Study design and animal models: Six-week-old male C57BL/6N mice were housed under controlled temperature (23 ± 2°C), humidity (60% ± 10%), and a 12-h light/dark cycle with ad libitum access to diet and water. After a 7-day acclimation, all mice except chow controls were fed a choline-deficient high-fat diet (CD-HFD; D05010402, Research Diets; 22.6% protein, 23.5% fat (43% kcal from fat), no choline) for 30 weeks to induce NASH. Mice were then randomized (n=8/group) to CD-HFD plus vehicle, CD-HFD plus L. plantarum, or CD-HFD plus empagliflozin for 12 weeks; chow controls received chow plus vehicle. L. plantarum (supplied by Ildong Bioscience; administered once daily by oral gavage) and empagliflozin (10 mg/kg/day by oral gavage) were given for 12 weeks. Vehicle groups received equal-volume PBS. At study end (week 42), mice were anesthetized; blood was collected by cardiac puncture; tissues were harvested for snap-freezing or formalin fixation. An additional NAFL prevention cohort received CD-HFD for 8 weeks followed by 8 weeks of L. plantarum or vehicle.

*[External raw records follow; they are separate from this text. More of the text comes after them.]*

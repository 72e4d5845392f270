// SPDX-FileCopyrightText: 2026 Bruno Meilick
// SPDX-License-Identifier: LicenseRef-Pharos-FreeUse-NoCopy-NoDerivatives
//
// All rights reserved.
//
// This file is part of Pharos and is proprietary software.
// Unauthorized copying, modification, or distribution is prohibited.

use super::names::{FieldName, TypeName};
use super::schema::{
    EnumType, EnumValue, Field, InputObjectType, InputValue, ObjectType, OperationKind, Schema,
    TypeBody, TypeDef, UnionType,
};
use super::type_ref::TypeRef;

pub(crate) fn type_name(value: &str) -> TypeName {
    TypeName::new(value).expect("type name")
}

pub(crate) fn field_name(value: &str) -> FieldName {
    FieldName::new(value).expect("field name")
}

pub(crate) fn named(value: &str) -> TypeRef {
    TypeRef::named(type_name(value))
}

fn scalar(schema: &mut Schema, name: &str) {
    schema.insert_type(TypeDef::new(type_name(name), TypeBody::Scalar));
}

/// The smallest interesting schema: `Query { user: User }`,
/// `User { id: ID!, name: String }`.
pub(crate) fn tiny_user_schema() -> Schema {
    let mut schema = Schema::new();

    let mut query = ObjectType::new();
    query
        .fields_mut()
        .insert(field_name("user"), Field::new(named("User")));
    schema.insert_type(TypeDef::new(type_name("Query"), TypeBody::Object(query)));

    let mut user = ObjectType::new();
    user.fields_mut()
        .insert(field_name("id"), Field::new(TypeRef::non_null(named("ID"))));
    user.fields_mut()
        .insert(field_name("name"), Field::new(named("String")));
    schema.insert_type(TypeDef::new(type_name("User"), TypeBody::Object(user)));

    scalar(&mut schema, "ID");
    scalar(&mut schema, "String");

    schema.set_root(OperationKind::Query, Some(type_name("Query")));
    schema
}

/// Mutually recursive object types plus a self-referencing one.
pub(crate) fn cyclic_schema() -> Schema {
    let mut schema = Schema::new();

    let mut query = ObjectType::new();
    query
        .fields_mut()
        .insert(field_name("user"), Field::new(named("User")));
    query
        .fields_mut()
        .insert(field_name("post"), Field::new(named("Post")));
    schema.insert_type(TypeDef::new(type_name("Query"), TypeBody::Object(query)));

    let mut user = ObjectType::new();
    user.fields_mut()
        .insert(field_name("id"), Field::new(TypeRef::non_null(named("ID"))));
    user.fields_mut().insert(
        field_name("posts"),
        Field::new(TypeRef::non_null(TypeRef::list(TypeRef::non_null(named(
            "Post",
        ))))),
    );
    schema.insert_type(TypeDef::new(type_name("User"), TypeBody::Object(user)));

    let mut post = ObjectType::new();
    post.fields_mut()
        .insert(field_name("id"), Field::new(TypeRef::non_null(named("ID"))));
    post.fields_mut().insert(
        field_name("author"),
        Field::new(TypeRef::non_null(named("User"))),
    );
    post.fields_mut().insert(
        field_name("comments"),
        Field::new(TypeRef::list(named("Comment"))),
    );
    schema.insert_type(TypeDef::new(type_name("Post"), TypeBody::Object(post)));

    let mut comment = ObjectType::new();
    comment
        .fields_mut()
        .insert(field_name("id"), Field::new(TypeRef::non_null(named("ID"))));
    comment
        .fields_mut()
        .insert(field_name("replyTo"), Field::new(named("Comment")));
    comment
        .fields_mut()
        .insert(field_name("author"), Field::new(named("User")));
    schema.insert_type(TypeDef::new(
        type_name("Comment"),
        TypeBody::Object(comment),
    ));

    scalar(&mut schema, "ID");
    scalar(&mut schema, "String");

    schema.set_root(OperationKind::Query, Some(type_name("Query")));
    schema
}

/// A schema exercising every type kind, deprecations, an interface, and an
/// introspection type that must stay out of the index.
pub(crate) fn library_schema() -> Schema {
    let mut schema = Schema::new();

    let mut query = ObjectType::new();
    query.fields_mut().insert(
        field_name("book"),
        Field::new(named("Book"))
            .with_description("Look up a single book by id.")
            .with_arg(InputValue::new(
                field_name("id"),
                TypeRef::non_null(named("ID")),
            )),
    );
    query.fields_mut().insert(
        field_name("books"),
        Field::new(TypeRef::non_null(TypeRef::list(TypeRef::non_null(named(
            "Book",
        ))))),
    );
    query.fields_mut().insert(
        field_name("search"),
        Field::new(TypeRef::list(named("SearchResult"))).with_arg(InputValue::new(
            field_name("term"),
            TypeRef::non_null(named("String")),
        )),
    );
    schema.insert_type(
        TypeDef::new(type_name("Query"), TypeBody::Object(query))
            .with_description("The library's read entry point."),
    );

    let mut mutation = ObjectType::new();
    mutation.fields_mut().insert(
        field_name("addBook"),
        Field::new(named("Book")).with_arg(InputValue::new(
            field_name("input"),
            TypeRef::non_null(named("NewBookInput")),
        )),
    );
    schema.insert_type(TypeDef::new(
        type_name("Mutation"),
        TypeBody::Object(mutation),
    ));

    let mut node = ObjectType::new();
    node.fields_mut()
        .insert(field_name("id"), Field::new(TypeRef::non_null(named("ID"))));
    schema.insert_type(
        TypeDef::new(type_name("Node"), TypeBody::Interface(node))
            .with_description("An object with a globally unique id."),
    );

    let mut book = ObjectType::new();
    book.interfaces_mut().push(type_name("Node"));
    book.fields_mut()
        .insert(field_name("id"), Field::new(TypeRef::non_null(named("ID"))));
    book.fields_mut().insert(
        field_name("title"),
        Field::new(TypeRef::non_null(named("String"))),
    );
    book.fields_mut()
        .insert(field_name("author"), Field::new(named("Author")));
    book.fields_mut()
        .insert(field_name("status"), Field::new(named("BookStatus")));
    book.fields_mut().insert(
        field_name("isbn"),
        Field::new(named("String")).with_deprecation(Some("Use id instead.".to_owned())),
    );
    schema.insert_type(TypeDef::new(type_name("Book"), TypeBody::Object(book)));

    let mut author = ObjectType::new();
    author.interfaces_mut().push(type_name("Node"));
    author
        .fields_mut()
        .insert(field_name("id"), Field::new(TypeRef::non_null(named("ID"))));
    author.fields_mut().insert(
        field_name("name"),
        Field::new(TypeRef::non_null(named("String"))),
    );
    author.fields_mut().insert(
        field_name("books"),
        Field::new(TypeRef::list(named("Book"))),
    );
    schema.insert_type(TypeDef::new(type_name("Author"), TypeBody::Object(author)));

    let mut search_result = UnionType::new();
    search_result.members_mut().push(type_name("Book"));
    search_result.members_mut().push(type_name("Author"));
    schema.insert_type(
        TypeDef::new(type_name("SearchResult"), TypeBody::Union(search_result))
            .with_description("Anything a catalogue search can return."),
    );

    let mut status = EnumType::new();
    status.values_mut().push(EnumValue::new("AVAILABLE"));
    status.values_mut().push(
        EnumValue::new("LOANED")
            .with_deprecation(Some("Loans moved to a separate service.".to_owned())),
    );
    schema.insert_type(TypeDef::new(
        type_name("BookStatus"),
        TypeBody::Enum(status),
    ));

    let mut new_book = InputObjectType::new();
    new_book.fields_mut().insert(
        field_name("title"),
        InputValue::new(field_name("title"), TypeRef::non_null(named("String"))),
    );
    new_book.fields_mut().insert(
        field_name("authorId"),
        InputValue::new(field_name("authorId"), named("ID")).with_default_value("\"0\""),
    );
    schema.insert_type(TypeDef::new(
        type_name("NewBookInput"),
        TypeBody::InputObject(new_book),
    ));

    scalar(&mut schema, "ID");
    scalar(&mut schema, "String");
    schema.insert_type(TypeDef::new(
        type_name("__Schema"),
        TypeBody::Object(ObjectType::new()),
    ));

    schema.set_root(OperationKind::Query, Some(type_name("Query")));
    schema.set_root(OperationKind::Mutation, Some(type_name("Mutation")));
    schema
}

L-arginine intervention model: To test sufficiency of L-arginine, mice were fed a methionine-choline-deficient (MCD) diet (A02082002BR; 16.9% protein, 9.9% fat, 64.9% carbohydrate). After 2 weeks on MCD, mice received daily oral gavage of L-arginine (Sigma-Aldrich A5131) or vehicle for 4 weeks (total MCD duration ~6 weeks), followed by tissue and serum analyses.

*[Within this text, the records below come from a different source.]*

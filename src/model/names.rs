// SPDX-FileCopyrightText: 2026 Bruno Meilick
// SPDX-License-Identifier: LicenseRef-Pharos-FreeUse-NoCopy-NoDerivatives
//
// All rights reserved.
//
// This file is part of Pharos and is proprietary software.
// Unauthorized copying, modification, or distribution is prohibited.

use std::borrow::Borrow;
use std::fmt;
use std::marker::PhantomData;
use std::str::FromStr;

use smol_str::SmolStr;

/// A named schema element, tagged by what it names.
///
/// Names are copied into the search index, navigation history and render
/// links, so they are backed by `SmolStr` for cheap clones. Validation only
/// enforces that the name is non-empty and contains no whitespace; anything
/// stricter belongs to the schema library that produced the schema.
#[derive(Debug, Clone, PartialEq, Eq, Hash, PartialOrd, Ord)]
pub struct Name<T> {
    value: SmolStr,
    _marker: PhantomData<fn() -> T>,
}

impl<T> Name<T> {
    pub fn new(value: impl Into<SmolStr>) -> Result<Self, NameError> {
        let value = value.into();
        validate_name(&value)?;
        Ok(Self {
            value,
            _marker: PhantomData,
        })
    }

    pub fn as_str(&self) -> &str {
        &self.value
    }
}

impl<T> fmt::Display for Name<T> {
    fn fmt(&self, f: &mut fmt::Formatter<'_>) -> fmt::Result {
        f.write_str(&self.value)
    }
}

impl<T> AsRef<str> for Name<T> {
    fn as_ref(&self) -> &str {
        self.as_str()
    }
}

impl<T> Borrow<str> for Name<T> {
    fn borrow(&self) -> &str {
        self.as_str()
    }
}

impl<T> FromStr for Name<T> {
    type Err = NameError;

    fn from_str(s: &str) -> Result<Self, Self::Err> {
        Self::new(s)
    }
}

impl<T> TryFrom<String> for Name<T> {
    type Error = NameError;

    fn try_from(value: String) -> Result<Self, Self::Error> {
        Self::new(value)
    }
}

#[derive(Debug, Clone, PartialEq, Eq)]
pub enum NameError {
    Empty,
    ContainsWhitespace,
}

impl fmt::Display for NameError {
    fn fmt(&self, f: &mut fmt::Formatter<'_>) -> fmt::Result {
        match self {
            Self::Empty => f.write_str("name must not be empty"),
            Self::ContainsWhitespace => f.write_str("name must not contain whitespace"),
        }
    }
}

impl std::error::Error for NameError {}

fn validate_name(value: &str) -> Result<(), NameError> {
    if value.is_empty() {
        return Err(NameError::Empty);
    }
    if value.chars().any(char::is_whitespace) {
        return Err(NameError::ContainsWhitespace);
    }
    Ok(())
}

#[derive(Debug, Clone, Copy, PartialEq, Eq, Hash, PartialOrd, Ord)]
pub enum TypeNameTag {}
pub type TypeName = Name<TypeNameTag>;

#[derive(Debug, Clone, Copy, PartialEq, Eq, Hash, PartialOrd, Ord)]
pub enum FieldNameTag {}
pub type FieldName = Name<FieldNameTag>;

Human samples: Thirty-three human liver samples (28 NAFLD patients by biopsy; 5 healthy donor controls) from Severance Hospital were subjected to RNA-seq if RNA quality was sufficient. Serum L-arginine was measured by ELISA in available individuals. IRB approval (#4-2018-0537) and informed consent were obtained per the Declaration of Helsinki.

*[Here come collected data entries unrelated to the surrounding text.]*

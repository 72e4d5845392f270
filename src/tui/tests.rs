// SPDX-FileCopyrightText: 2026 Bruno Meilick
// SPDX-License-Identifier: LicenseRef-Pharos-FreeUse-NoCopy-NoDerivatives
//
// All rights reserved.
//
// This file is part of Pharos and is proprietary software.
// Unauthorized copying, modification, or distribution is prohibited.

use crossterm::event::{KeyCode, KeyEvent, KeyModifiers};

use super::{demo_schema, App, SearchInput};
use crate::browser::ViewMode;

fn app() -> App {
    App::new(Some(demo_schema()))
}

fn press(app: &mut App, code: KeyCode) {
    app.handle_key(KeyEvent::new(code, KeyModifiers::NONE));
}

fn type_query(app: &mut App, query: &str) {
    for ch in query.chars() {
        press(app, KeyCode::Char(ch));
    }
}

#[test]
fn starts_at_home_with_root_links() {
    let app = app();
    assert_eq!(app.view.title(), "Documentation");
    // query, mutation and subscription roots are all linkable.
    assert_eq!(app.link_count, 3);
    assert_eq!(app.selected_link, 0);
}

#[test]
fn without_a_schema_the_placeholder_has_no_links() {
    let mut app = App::new(None);
    assert!(app
        .view
        .lines()
        .iter()
        .any(|line| line.text().contains("No schema available")));
    assert_eq!(app.link_count, 0);

    // Enter has nothing to follow and must not panic or navigate.
    press(&mut app, KeyCode::Enter);
    assert!(app.browser.is_home());
}

#[test]
fn enter_follows_the_selected_link() {
    let mut app = app();
    press(&mut app, KeyCode::Enter);

    assert_eq!(app.view.title(), "Query");
    assert_eq!(app.browser.history().len(), 1);
}

#[test]
fn selection_moves_within_bounds() {
    let mut app = app();
    press(&mut app, KeyCode::Up);
    assert_eq!(app.selected_link, 0);

    for _ in 0..10 {
        press(&mut app, KeyCode::Down);
    }
    assert_eq!(app.selected_link, app.link_count - 1);
}

#[test]
fn backspace_goes_back_to_the_previous_view() {
    let mut app = app();
    press(&mut app, KeyCode::Enter);
    press(&mut app, KeyCode::Backspace);

    assert!(app.browser.is_home());
    assert_eq!(app.view.title(), "Documentation");
}

#[test]
fn h_goes_home_from_any_depth() {
    let mut app = app();
    press(&mut app, KeyCode::Enter);
    press(&mut app, KeyCode::Down);
    press(&mut app, KeyCode::Enter);
    assert!(app.browser.history().len() >= 2);

    press(&mut app, KeyCode::Char('h'));
    assert!(app.browser.is_home());
    assert_eq!(app.view.title(), "Documentation");
}

#[test]
fn slash_enters_search_editing_and_typing_recomputes_results() {
    let mut app = app();
    press(&mut app, KeyCode::Char('/'));
    assert_eq!(app.search_input, SearchInput::Editing);

    type_query(&mut app, "post");
    assert_eq!(app.browser.query(), "post");
    assert!(!app.browser.results().is_empty());

    press(&mut app, KeyCode::Backspace);
    assert_eq!(app.browser.query(), "pos");
}

#[test]
fn enter_submits_the_search_and_opens_the_results_view() {
    let mut app = app();
    press(&mut app, KeyCode::Char('/'));
    type_query(&mut app, "post");
    press(&mut app, KeyCode::Enter);

    assert_eq!(app.search_input, SearchInput::Inactive);
    assert_eq!(app.browser.mode(), ViewMode::Search);
    assert_eq!(app.view.title(), "Search");
}

#[test]
fn submitting_an_empty_query_stays_out_of_the_results_view() {
    let mut app = app();
    press(&mut app, KeyCode::Char('/'));
    press(&mut app, KeyCode::Enter);

    assert_eq!(app.search_input, SearchInput::Inactive);
    assert_eq!(app.browser.mode(), ViewMode::Explorer);
    assert!(app.browser.is_home());
}

#[test]
fn esc_cancels_search_editing_and_clears_the_query() {
    let mut app = app();
    press(&mut app, KeyCode::Char('/'));
    type_query(&mut app, "user");
    press(&mut app, KeyCode::Esc);

    assert_eq!(app.search_input, SearchInput::Inactive);
    assert!(app.browser.query().is_empty());
    assert!(app.browser.results().is_empty());
}

#[test]
fn back_from_a_result_returns_to_the_results_view() {
    let mut app = app();
    press(&mut app, KeyCode::Char('/'));
    type_query(&mut app, "User");
    press(&mut app, KeyCode::Enter);
    assert_eq!(app.browser.mode(), ViewMode::Search);
    assert!(app.link_count > 0, "expected a linkable result row");

    press(&mut app, KeyCode::Enter);
    assert_eq!(app.view.title(), "User");

    press(&mut app, KeyCode::Backspace);
    assert_eq!(app.browser.mode(), ViewMode::Search);
    assert_eq!(app.view.title(), "Search");
}

#[test]
fn q_and_ctrl_c_quit() {
    let mut app = app();
    press(&mut app, KeyCode::Char('q'));
    assert!(app.should_quit);

    let mut app = app();
    app.handle_key(KeyEvent::new(KeyCode::Char('c'), KeyModifiers::CONTROL));
    assert!(app.should_quit);
}

#[test]
fn q_while_editing_types_into_the_query() {
    let mut app = app();
    press(&mut app, KeyCode::Char('/'));
    press(&mut app, KeyCode::Char('q'));

    assert!(!app.should_quit);
    assert_eq!(app.browser.query(), "q");
}

#[test]
fn demo_schema_defines_all_three_roots() {
    let schema = demo_schema();
    assert_eq!(schema.roots().count(), 3);
    assert!(schema.type_def("Post").is_some());
    assert!(schema.type_def("NewPostInput").is_some());
}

Metabolic phenotyping: Body and liver weights and liver-to-body weight ratios were recorded. Intraperitoneal insulin tolerance tests (IPITT; 0.75 U/kg insulin after 6-h fast) and oral glucose tolerance tests (OGTT; 1 mg/g glucose after overnight fast) were conducted with tail-vein glucose measured at 0–120 min. Metabolic cage studies (Oxymax/CLAMS) measured VO2, VCO2, RER, heat production, activity, and food intake over 72 h following 1-day acclimation.

Biochemistry: Plasma AST, ALT, total cholesterol, and triglycerides were quantified (Fujifilm DRI-CHEM). Hepatic lipids (total cholesterol, triglycerides, free fatty acids) were measured in homogenates using BioVision kits. Serum endotoxin was determined with a Pierce LAL chromogenic kit.

Histology and immunohistochemistry: Formalin-fixed paraffin-embedded liver sections were stained with H&E and Sirius Red. An expert liver pathologist, blinded to groups, scored histology using NASH CRN and FLIP criteria. IHC used antibodies against F4/80 (macrophages) and MPO (neutrophils), with DAB detection and hematoxylin counterstain; images were quantified using ImageJ.

Gut barrier and permeability: Intestinal permeability was assessed by oral gavage of FITC-dextran 4 kDa (60 mg/100 g); serum FITC fluorescence was measured 4 h later. Serum endotoxin levels were measured as above. Ileal RNA-seq assessed gene expression related to barrier function.

Cell culture and in vitro assays: Caco-2 cells were cultured in DMEM with 20% FBS; LPS challenge (to disrupt barrier) was followed by L. plantarum treatment; immunoblotting for E-cadherin and occludin was performed. Primary Kupffer cells (DMEM + 10% FBS) were cultured and cocultured with mouse liver organoids (STEMCELL #70932) grown in Matrigel with HepatiCult medium in Transwells. After differentiation, LPS (100 ng/mL, 24 h) was applied to induce a NASH-like microenvironment, followed by treatment with DMSO or L-arginine (1 mM, 24 h). Inflammatory gene expression (e.g., IL-1β, IL-12) was measured by RT-qPCR.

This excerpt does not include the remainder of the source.